All lines of the listing below must be reproduced character for character.
(Extracted entries)
//! Service error types.

use thiserror::Error;

use crate::cache::CacheError;
use crate::coord::CoordError;
use crate::provider::ProviderError;

/// Errors that can occur while planning or rendering a mosaic.
///
/// Individual tile failures are not errors; they show up as blank regions
/// and in [`Mosaic::tiles_missing`](crate::mosaic::Mosaic::tiles_missing).
#[derive(Debug, Error)]
pub enum ServiceError {
    /// Request coordinates outside the Web Mercator range
    #[error("Invalid coordinates: {0}")]
    InvalidCoordinates(#[from] CoordError),

    /// HTTP client or template error
    #[error("Provider error: {0}")]
    Provider(#[from] ProviderError),

    /// Tile store error
    #[error("Cache error: {0}")]
    Cache(#[from] CacheError),

    /// Explicit zoom level outside the configured range
    #[error("Invalid zoom level {zoom}: must be between {min} and {max}")]
    InvalidZoom { zoom: u8, min: u8, max: u8 },

    /// Target image has no pixels
    #[error("Invalid target size {width}x{height}: both dimensions must be positive")]
    InvalidSize { width: u32, height: u32 },

    /// Mosaic would need more tiles than allowed
    #[error("Request needs {count} tiles, more than the limit of {limit}")]
    TooManyTiles { count: u64, limit: u64 },
}
//! Mosaic assembly
//!
//! Composes a rectangle of same-zoom tiles into one RGBA image and reports
//! the geographic area the image covers. Tiles the cache cannot provide are
//! left blank; the image size depends only on the tile rectangle.

mod assembler;
mod types;

pub use assembler::{tiles_to_bbox, MosaicAssembler};
pub use types::{Mosaic, MosaicMetadata};
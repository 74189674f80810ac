//! High-level service facade.
//!
//! Wraps the full pipeline behind one type:
//!
//! ```no_run
//! use tilestitch::coord::BoundingBox;
//! use tilestitch::service::{MosaicService, ServiceConfig};
//!
//! let service = MosaicService::new(ServiceConfig::default())?;
//! let mosaic = service.render(&BoundingBox::new(-10.0, 50.0, 0.0, 60.0), 800, 600)?;
//! mosaic.image.save("europe.png").ok();
//! println!("zoom {} covering {}", mosaic.zoom(), mosaic.bbox);
//! # Ok::<(), tilestitch::service::ServiceError>(())
//! ```

mod config;
mod error;
mod facade;

pub use config::{ServiceConfig, ServiceConfigBuilder, DEFAULT_MAX_TILES};
pub use error::ServiceError;
pub use facade::MosaicService;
(End Extracted entries)
** Output **
//! Service error types.

use thiserror::Error;

use crate::cache::CacheError;
use crate::coord::CoordError;
use crate::provider::ProviderError;

/// Errors that can occur while planning or rendering a mosaic.
///
/// Individual tile failures are not errors; they show up as blank regions
/// and in [`Mosaic::tiles_missing`](crate::mosaic::Mosaic::tiles_missing).
#[derive(Debug, Error)]
pub enum ServiceError {
    /// Request coordinates outside the Web Mercator range
    #[error("Invalid coordinates: {0}")]
    InvalidCoordinates(#[from] CoordError),

    /// HTTP client or template error
    #[error("Provider error: {0}")]
    Provider(#[from] ProviderError),

    /// Tile store error
    #[error("Cache error: {0}")]
    Cache(#[from] CacheError),

    /// Explicit zoom level outside the configured range
    #[error("Invalid zoom level {zoom}: must be between {min} and {max}")]
    InvalidZoom { zoom: u8, min: u8, max: u8 },

    /// Target image has no pixels
    #[error("Invalid target size {width}x{height}: both dimensions must be positive")]
    InvalidSize { width: u32, height: u32 },

    /// Mosaic would need more tiles than allowed
    #[error("Request needs {count} tiles, more than the limit of {limit}")]
    TooManyTiles { count: u64, limit: u64 },
}
//! Mosaic assembly
//!
//! Composes a rectangle of same-zoom tiles into one RGBA image and reports
//! the geographic area the image covers. Tiles the cache cannot provide are
//! left blank; the image size depends only on the tile rectangle.

mod assembler;
mod types;

pub use assembler::{tiles_to_bbox, MosaicAssembler};
pub use types::{Mosaic, MosaicMetadata};
repository 74189674f80810ac
//! High-level service facade.
//!
//! Wraps the full pipeline behind one type:
//!
//! ```no_run
//! use tilestitch::coord::BoundingBox;
//! use tilestitch::service::{MosaicService, ServiceConfig};
//!
//! let service = MosaicService::new(ServiceConfig::default())?;
//! let mosaic = service.render(&BoundingBox::new(-10.0, 50.0, 0.0, 60.0), 800, 600)?;
//! mosaic.image.save("europe.png").ok();
//! println!("zoom {} covering {}", mosaic.zoom(), mosaic.bbox);
//! # Ok::<(), tilestitch::service::ServiceError>(())
//! ```

mod config;
mod error;
mod facade;

pub use config::{ServiceConfig, ServiceConfigBuilder, DEFAULT_MAX_TILES};
pub use error::ServiceError;
pub use facade::MosaicService;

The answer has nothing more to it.